本文章由计算机程序翻译,如有差异,请以英文原文为准。
Ketamine Restores Thalamic-Prefrontal Cortex Functional Connectivity in a Mouse Model of Neurodevelopmental Disorder-Associated 2p16.3 Deletion
Abstract 2p16.3 deletions, involving heterozygous NEUREXIN1 (NRXN1) deletion, dramatically increase the risk of developing neurodevelopmental disorders, including autism and schizophrenia. We have little understanding of how NRXN1 heterozygosity increases the risk of developing these disorders, particularly in terms of the impact on brain and neurotransmitter system function and brain network connectivity. Thus, here we characterize cerebral metabolism and functional brain network connectivity in Nrxn1α heterozygous mice (Nrxn1α+/− mice), and assess the impact of ketamine and dextro-amphetamine on cerebral metabolism in these animals. We show that heterozygous Nrxn1α deletion alters cerebral metabolism in neural systems implicated in autism and schizophrenia including the thalamus, mesolimbic system, and select cortical regions. Nrxn1α heterozygosity also reduces the efficiency of functional brain networks, through lost thalamic “rich club” and prefrontal cortex (PFC) hub connectivity and through reduced thalamic-PFC and thalamic “rich club” regional interconnectivity.

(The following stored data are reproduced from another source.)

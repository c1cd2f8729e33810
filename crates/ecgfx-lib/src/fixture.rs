//! Reference recording for offline runs: 256 synthesized AD8232-like 12-bit
//! codes at 50 Hz (about 5 s, six beats). The values were generated to mimic
//! the front end, not captured from a device. Call [`run_reference`]
//! explicitly, nothing runs on load.

use crate::{
    config::{FilterConfig, PipelineConfig},
    detectors::ecg::{run_feature_pipeline, FeaturePipelineResult},
    error::EcgResult,
    signal::RawSignal,
};

pub const REFERENCE_FS: u32 = 50;

#[rustfmt::skip]
pub const REFERENCE_SAMPLES: [i32; 256] = [
    2009, 2007, 2013, 2018, 2009, 2012, 2022, 2024, 2048, 2081, 2087, 2082,
    2051, 2030, 2025, 2029, 2030, 1936, 2909, 1858, 2036, 2035, 2031, 2043,
    2043, 2061, 2096, 2136, 2181, 2210, 2235, 2221, 2181, 2130, 2093, 2064,
    2057, 2044, 2044, 2045, 2041, 2047, 2040, 2048, 2043, 2047, 2051, 2050,
    2068, 2103, 2116, 2103, 2068, 2050, 2038, 2043, 2045, 1944, 2922, 1862,
    2040, 2033, 2037, 2042, 2046, 2058, 2090, 2122, 2168, 2206, 2218, 2200,
    2160, 2113, 2081, 2043, 2035, 2028, 2015, 2011, 2017, 2011, 2014, 2011,
    2008, 2015, 2017, 2032, 2063, 2068, 2052, 2031, 2008, 1996, 2003, 1994,
    1900, 2874, 1822, 1985, 1994, 1985, 1997, 1999, 2014, 2043, 2075, 2120,
    2162, 2170, 2159, 2119, 2075, 2037, 2005, 1983, 1976, 1976, 1978, 1981,
    1980, 1970, 1969, 1980, 1980, 1975, 1988, 2007, 2035, 2046, 2030, 2010,
    1986, 1983, 1976, 1971, 1889, 2858, 1805, 1983, 1976, 1983, 1980, 1990,
    2015, 2035, 2074, 2129, 2160, 2178, 2165, 2129, 2079, 2042, 2021, 2006,
    2002, 1997, 1995, 2000, 2003, 2001, 2009, 2005, 2006, 2012, 2011, 2017,
    2037, 2064, 2080, 2068, 2043, 2032, 2019, 2015, 2023, 1936, 2901, 1854,
    2025, 2022, 2026, 2034, 2044, 2057, 2089, 2130, 2172, 2208, 2232, 2215,
    2180, 2136, 2097, 2071, 2046, 2047, 2050, 2047, 2049, 2046, 2044, 2044,
    2045, 2045, 2042, 2055, 2078, 2101, 2109, 2098, 2068, 2051, 2047, 2040,
    2039, 1952, 2926, 1866, 2037, 2035, 2045, 2040, 2052, 2059, 2089, 2132,
    2168, 2205, 2221, 2211, 2170, 2119, 2087, 2052, 2037, 2033, 2025, 2025,
    2018, 2017, 2021, 2020, 2019, 2018, 2013, 2009, 2009, 2006, 2015, 2008,
    2012, 2004, 2006, 2008,
];

pub fn reference_signal() -> RawSignal {
    RawSignal::new(REFERENCE_FS, REFERENCE_SAMPLES.to_vec())
}

/// Parameters the reference recording was captured for.
pub fn reference_config() -> PipelineConfig {
    PipelineConfig {
        sampling_rate_hz: REFERENCE_FS as f64,
        filter: FilterConfig {
            lowcut_hz: 0.5,
            highcut_hz: 20.0,
            order: 2,
        },
        ..PipelineConfig::default()
    }
}

pub fn run_reference() -> EcgResult<FeaturePipelineResult> {
    run_feature_pipeline(&reference_signal(), &reference_config())
}

#[cfg(test)]
mod tests {
    use super::*;
    use crate::{
        detectors::ecg::detect_r_peaks, features::fiducial::extract_features,
        filters::butterworth::bandpass_filter,
    };

    #[test]
    fn filtered_reference_is_finite_and_aligned() {
        let cfg = reference_config();
        let raw = reference_signal().to_time_series();
        let filtered = bandpass_filter(&raw.data, &cfg.filter, raw.fs).unwrap();
        assert_eq!(filtered.len(), 256);
        assert!(filtered.iter().all(|x| x.is_finite()));
    }

    #[test]
    fn reference_pipeline_stages() {
        let cfg = reference_config();
        let raw = reference_signal().to_time_series();
        let filtered = crate::filters::butterworth::condition(&raw, &cfg.filter).unwrap();

        let peaks = detect_r_peaks(&filtered, &cfg.detector).unwrap();
        assert!(!peaks.is_empty());
        assert!(peaks.respects_refractory(30));

        let extraction = extract_features(&filtered, &peaks, &cfg.features).unwrap();
        assert_eq!(extraction.features.len(), peaks.len() - 2);
        assert!(extraction.skipped.is_empty());
        for fv in &extraction.features {
            let values = fv.as_array();
            assert_eq!(values.len(), 11);
            assert!(values.iter().all(|v| v.is_finite()));
            assert!(fv.qrs_interval > 0.0);
            assert!(fv.q_peak_time < fv.r_peak_time && fv.r_peak_time < fv.s_peak_time);
        }
    }

    #[test]
    fn reference_rr_is_physiological() {
        let result = run_reference().unwrap();
        assert_eq!(result.sample_count, 256);
        assert_eq!(result.events.len(), 6);
        for fv in &result.extraction.features {
            assert!(fv.pre_rr > 0.7 && fv.pre_rr < 0.9, "{:?}", fv);
            assert!(fv.post_rr > 0.7 && fv.post_rr < 0.9, "{:?}", fv);
        }
        let bpm = result.rr.mean_heart_rate_bpm().unwrap();
        assert!(bpm > 65.0 && bpm < 85.0, "{bpm}");
    }

    #[test]
    fn pipeline_is_idempotent() {
        let first = run_reference().unwrap();
        let second = run_reference().unwrap();
        assert_eq!(first.extraction.features, second.extraction.features);
        assert_eq!(first, second);
    }
}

Subanesthetic ketamine administration normalizes the thalamic hypermetabolism and partially normalizes thalamic disconnectivity present in Nrxn1α+/− mice, while cerebral metabolic responses to dextro-amphetamine are unaltered. The data provide new insight into the systems-level impact of heterozygous Nrxn1α deletion and how this increases the risk of developing neurodevelopmental disorders. The data also suggest that the thalamic dysfunction induced by heterozygous Nrxn1α deletion may be NMDA receptor-dependent.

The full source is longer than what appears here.